WORK INSTRUCTION: Reproduce each entry below verbatim.

SUPPLIED DATA:
--*--
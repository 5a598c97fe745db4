use crate::session_controller::SessionController;
use crate::store::ConfigStore;
use actix_web::{web, HttpResponse, Responder};
use common::requests::LoadQuery;
use log::error;

/// Actix web handler for `GET /api/configs/session`.
///
/// Always answers `200 OK` with a `SessionView`; load failures are reported
/// inside the view.
pub async fn process(store: web::Data<ConfigStore>, query: web::Query<LoadQuery>) -> impl Responder {
    let store = store.into_inner();
    let query = query.into_inner();

    match web::block(move || SessionController::new(&store).resolve(&query)).await {
        Ok(view) => HttpResponse::Ok().json(view),
        Err(e) => {
            error!("Session resolution did not complete: {}", e);
            HttpResponse::InternalServerError().body(format!("Error resolving session: {}", e))
        }
    }
}

#[cfg(test)]
mod tests {
    use crate::services::configs::configure_routes;
    use crate::store::ConfigStore;
    use actix_web::{test, web, App};
    use common::model::session::{SessionState, SessionView};
    use std::fs;

    #[actix_web::test]
    async fn empty_store_returns_fresh_session() {
        let temp_dir = tempfile::tempdir().unwrap();
        let store = ConfigStore::new(temp_dir.path().join("logs"));
        let app = test::init_service(
            App::new()
                .app_data(web::Data::new(store))
                .service(configure_routes()),
        )
        .await;

        let req = test::TestRequest::get().uri("/api/configs/session").to_request();
        let view: SessionView = test::call_and_read_body_json(&app, req).await;

        assert_eq!(view.state, SessionState::FreshSession);
        assert_eq!(view.configuration.config_name, "Badge_Setup_1");
        assert_eq!(view.configuration.groups.len(), 1);
    }

    #[actix_web::test]
    async fn traversal_in_query_never_leaves_the_store() {
        let temp_dir = tempfile::tempdir().unwrap();
        let store_dir = temp_dir.path().join("logs");
        fs::create_dir(&store_dir).unwrap();
        fs::write(store_dir.join("Real_20250101_000000.json"), r#"{"configName": "Real"}"#).unwrap();
        fs::write(temp_dir.path().join("secret.json"), r#"{"configName": "Secret"}"#).unwrap();

        let app = test::init_service(
            App::new()
                .app_data(web::Data::new(ConfigStore::new(&store_dir)))
                .service(configure_routes()),
        )
        .await;

        let req = test::TestRequest::get()
            .uri("/api/configs/session?load_file=..%2Fsecret.json")
            .to_request();
        let view: SessionView = test::call_and_read_body_json(&app, req).await;

        assert_eq!(view.state, SessionState::ChooserShown);
        assert_ne!(view.configuration.config_name, "Secret");
        assert!(view.bound_filename.is_none());
        assert!(view.has_error());
    }
}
--*--
SOLUTION TO THIS PROBLEM:
repository 5a598c97fe745db4
use crate::session_controller::SessionController;
use crate::store::ConfigStore;
use actix_web::{web, HttpResponse, Responder};
use common::requests::LoadQuery;
use log::error;

/// Actix web handler for `GET /api/configs/session`.
///
/// Always answers `200 OK` with a `SessionView`; load failures are reported
/// inside the view.
pub async fn process(store: web::Data<ConfigStore>, query: web::Query<LoadQuery>) -> impl Responder {
    let store = store.into_inner();
    let query = query.into_inner();

    match web::block(move || SessionController::new(&store).resolve(&query)).await {
        Ok(view) => HttpResponse::Ok().json(view),
        Err(e) => {
            error!("Session resolution did not complete: {}", e);
            HttpResponse::InternalServerError().body(format!("Error resolving session: {}", e))
        }
    }
}

#[cfg(test)]
mod tests {
    use crate::services::configs::configure_routes;
    use crate::store::ConfigStore;
    use actix_web::{test, web, App};
    use common::model::session::{SessionState, SessionView};
    use std::fs;

    #[actix_web::test]
    async fn empty_store_returns_fresh_session() {
        let temp_dir = tempfile::tempdir().unwrap();
        let store = ConfigStore::new(temp_dir.path().join("logs"));
        let app = test::init_service(
            App::new()
                .app_data(web::Data::new(store))
                .service(configure_routes()),
        )
        .await;

        let req = test::TestRequest::get().uri("/api/configs/session").to_request();
        let view: SessionView = test::call_and_read_body_json(&app, req).await;

        assert_eq!(view.state, SessionState::FreshSession);
        assert_eq!(view.configuration.config_name, "Badge_Setup_1");
        assert_eq!(view.configuration.groups.len(), 1);
    }

    #[actix_web::test]
    async fn traversal_in_query_never_leaves_the_store() {
        let temp_dir = tempfile::tempdir().unwrap();
        let store_dir = temp_dir.path().join("logs");
        fs::create_dir(&store_dir).unwrap();
        fs::write(store_dir.join("Real_20250101_000000.json"), r#"{"configName": "Real"}"#).unwrap();
        fs::write(temp_dir.path().join("secret.json"), r#"{"configName": "Secret"}"#).unwrap();

        let app = test::init_service(
            App::new()
                .app_data(web::Data::new(ConfigStore::new(&store_dir)))
                .service(configure_routes()),
        )
        .await;

        let req = test::TestRequest::get()
            .uri("/api/configs/session?load_file=..%2Fsecret.json")
            .to_request();
        let view: SessionView = test::call_and_read_body_json(&app, req).await;

        assert_eq!(view.state, SessionState::ChooserShown);
        assert_ne!(view.configuration.config_name, "Secret");
        assert!(view.bound_filename.is_none());
        assert!(view.has_error());
    }
}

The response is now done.